(Input for this task begins)
use chrono::{DateTime, Duration, Utc};
use std::collections::HashMap;
use std::sync::Arc;
use tokio::sync::{Mutex, OwnedMutexGuard};
use tracing::debug;

use super::quote::Quote;

/// Default validity window of a cached quote.
pub const DEFAULT_VALIDITY_HOURS: i64 = 24;

struct CacheEntry {
    quote: Quote,
    inserted_at: DateTime<Utc>,
}

/// Time-bounded, in-memory store of resolved quotes keyed by uppercase symbol.
///
/// Expired entries are never evicted. They read as a miss and get overwritten
/// by the next successful resolution. There is no size bound since the key
/// space is the user's watchlist.
pub struct QuoteCache {
    entries: Mutex<HashMap<String, CacheEntry>>,
    symbol_locks: Mutex<HashMap<String, Arc<Mutex<()>>>>,
    validity: Duration,
}

impl QuoteCache {
    pub fn new() -> Self {
        Self::with_validity(Duration::hours(DEFAULT_VALIDITY_HOURS))
    }

    pub fn with_validity(validity: Duration) -> Self {
        Self {
            entries: Mutex::new(HashMap::new()),
            symbol_locks: Mutex::new(HashMap::new()),
            validity,
        }
    }

    pub fn validity(&self) -> Duration {
        self.validity
    }

    /// Returns the cached quote if present and younger than the validity
    /// window. Absent and expired entries look the same to callers.
    pub async fn get(&self, symbol: &str) -> Option<Quote> {
        self.get_at(symbol, Utc::now()).await
    }

    pub(crate) async fn get_at(&self, symbol: &str, now: DateTime<Utc>) -> Option<Quote> {
        let cache = self.entries.lock().await;
        match cache.get(symbol) {
            Some(entry) if now - entry.inserted_at < self.validity => {
                debug!("Cache HIT for key: {:?}", symbol);
                Some(entry.quote.clone())
            }
            Some(_) => {
                debug!("Cache entry expired for key: {:?}", symbol);
                None
            }
            None => {
                debug!("Cache MISS for key: {:?}", symbol);
                None
            }
        }
    }

    /// Inserts or overwrites the entry for `symbol`, resetting its timestamp.
    pub async fn put(&self, symbol: &str, quote: Quote) {
        self.put_at(symbol, quote, Utc::now()).await
    }

    pub(crate) async fn put_at(&self, symbol: &str, quote: Quote, now: DateTime<Utc>) {
        let mut cache = self.entries.lock().await;
        debug!("Cache PUT for key: {:?}", symbol);
        cache.insert(
            symbol.to_string(),
            CacheEntry {
                quote,
                inserted_at: now,
            },
        );
    }

    pub async fn clear(&self) {
        let mut cache = self.entries.lock().await;
        cache.clear();
        debug!("Cache CLEAR");
    }

    #[cfg(test)]
    async fn len(&self) -> usize {
        self.entries.lock().await.len()
    }

    /// Serializes resolutions of one symbol. Holding the guard across the
    /// miss, the provider fetch and the write-through keeps concurrent
    /// callers for the same symbol from fetching twice. Other symbols are
    /// not blocked.
    pub async fn lock_symbol(&self, symbol: &str) -> OwnedMutexGuard<()> {
        let lock = {
            let mut locks = self.symbol_locks.lock().await;
            Arc::clone(locks.entry(symbol.to_string()).or_default())
        };
        lock.lock_owned().await
    }
}

impl Default for QuoteCache {
    fn default() -> Self {
        Self::new()
    }
}
//! Error taxonomy for quote resolution.

use thiserror::Error;

#[derive(Error, Debug, Clone, PartialEq)]
pub enum QuoteError {
    /// Symbol is empty or too short to be a ticker. Never retried, never synthesized.
    #[error("Invalid stock symbol: '{0}'")]
    InvalidSymbol(String),

    /// One upstream vendor failed: transport error, non-OK status or a
    /// response body missing required fields. The resolver moves on to the
    /// next provider when it sees this.
    #[error("Provider error: {provider} - {message}")]
    Upstream { provider: String, message: String },

    /// Every provider failed and fallback synthesis is disabled.
    #[error("Failed to resolve quote for {symbol}: all providers failed")]
    Resolution { symbol: String },
}

impl QuoteError {
    pub fn upstream(provider: &str, message: impl Into<String>) -> Self {
        QuoteError::Upstream {
            provider: provider.to_string(),
            message: message.into(),
        }
    }
}
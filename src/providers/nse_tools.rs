use async_trait::async_trait;
use chrono::Utc;
use serde::Deserialize;
use tracing::{debug, instrument, warn};

use super::util::{
    ProviderSettings, default_company_name, derive_pe_ratio, endpoint, get_json, http_client,
    lenient_f64,
};
use crate::core::error::QuoteError;
use crate::core::quote::{ProviderQuote, QuoteProvider, QuoteSource, SymbolInfo};
use crate::core::symbols::fallback_symbols;

pub const NSE_TOOLS_BASE_URL: &str = "https://api.nsetools.in/nse-data";

const NAME: &str = "NSETOOLS";

/// Keyless NSE quote API. Always the last entry of the provider chain.
pub struct NseToolsProvider {
    base_url: String,
    client: reqwest::Client,
    settings: ProviderSettings,
}

impl NseToolsProvider {
    pub fn new(base_url: &str, settings: ProviderSettings) -> Result<Self, QuoteError> {
        Ok(NseToolsProvider {
            base_url: base_url.to_string(),
            client: http_client(NAME, &settings)?,
            settings,
        })
    }
}

#[derive(Deserialize, Debug)]
struct NseQuoteResponse {
    data: Option<NseQuote>,
}

#[derive(Deserialize, Debug)]
#[serde(rename_all = "camelCase")]
struct NseQuote {
    company_name: Option<String>,
    #[serde(default, deserialize_with = "lenient_f64")]
    last_price: Option<f64>,
    #[serde(default, deserialize_with = "lenient_f64")]
    close_price: Option<f64>,
    #[serde(default, deserialize_with = "lenient_f64")]
    eps: Option<f64>,
    #[serde(default, deserialize_with = "lenient_f64")]
    high52: Option<f64>,
    #[serde(default, deserialize_with = "lenient_f64")]
    low52: Option<f64>,
    #[serde(default, deserialize_with = "lenient_f64")]
    market_cap: Option<f64>,
}

#[derive(Deserialize, Debug)]
struct NseListResponse {
    symbols: Vec<SymbolInfo>,
}

#[async_trait]
impl QuoteProvider for NseToolsProvider {
    fn name(&self) -> &'static str {
        NAME
    }

    #[instrument(name = "NseToolsQuoteFetch", skip(self), fields(symbol = %symbol))]
    async fn fetch_quote(&self, symbol: &str) -> Result<ProviderQuote, QuoteError> {
        let url = endpoint(NAME, &self.base_url, "quote", &[("symbol", symbol)])?;
        debug!("Requesting quote data from {}", url);

        let response: NseQuoteResponse =
            get_json(NAME, &self.settings, || self.client.get(url.clone())).await?;

        let stock = response
            .data
            .ok_or_else(|| QuoteError::upstream(NAME, format!("No quote data for {symbol}")))?;

        let current_price = stock
            .last_price
            .or(stock.close_price)
            .filter(|p| *p > 0.0)
            .ok_or_else(|| QuoteError::upstream(NAME, format!("Missing price for {symbol}")))?;
        let eps = stock.eps.unwrap_or_default();

        Ok(ProviderQuote {
            symbol: symbol.to_string(),
            company_name: stock
                .company_name
                .unwrap_or_else(|| default_company_name(symbol)),
            current_price,
            eps,
            pe_ratio: derive_pe_ratio(current_price, eps),
            high_52_week: stock.high52.unwrap_or_default(),
            low_52_week: stock.low52.unwrap_or_default(),
            market_cap: stock.market_cap.unwrap_or_default(),
            fetched_at: Utc::now(),
            source: QuoteSource::Provider(NAME.to_string()),
        })
    }

    /// Never fails: any upstream problem degrades to the built-in list.
    async fn fetch_symbol_list(&self) -> Result<Vec<SymbolInfo>, QuoteError> {
        let fetched: Result<NseListResponse, QuoteError> = async {
            let url = endpoint(NAME, &self.base_url, "list", &[])?;
            get_json(NAME, &self.settings, || self.client.get(url.clone())).await
        }
        .await;

        match fetched {
            Ok(list) if !list.symbols.is_empty() => Ok(list.symbols),
            Ok(_) => {
                warn!("Empty symbol list from {}, using built-in list", NAME);
                Ok(fallback_symbols())
            }
            Err(e) => {
                warn!(error = %e, "Failed to fetch symbol list, using built-in list");
                Ok(fallback_symbols())
            }
        }
    }
}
(Input for this task ends)
§ Problem description
Your answer should be a single number: how many lines in the preceding entries contain "crate".

§ Exercise response
5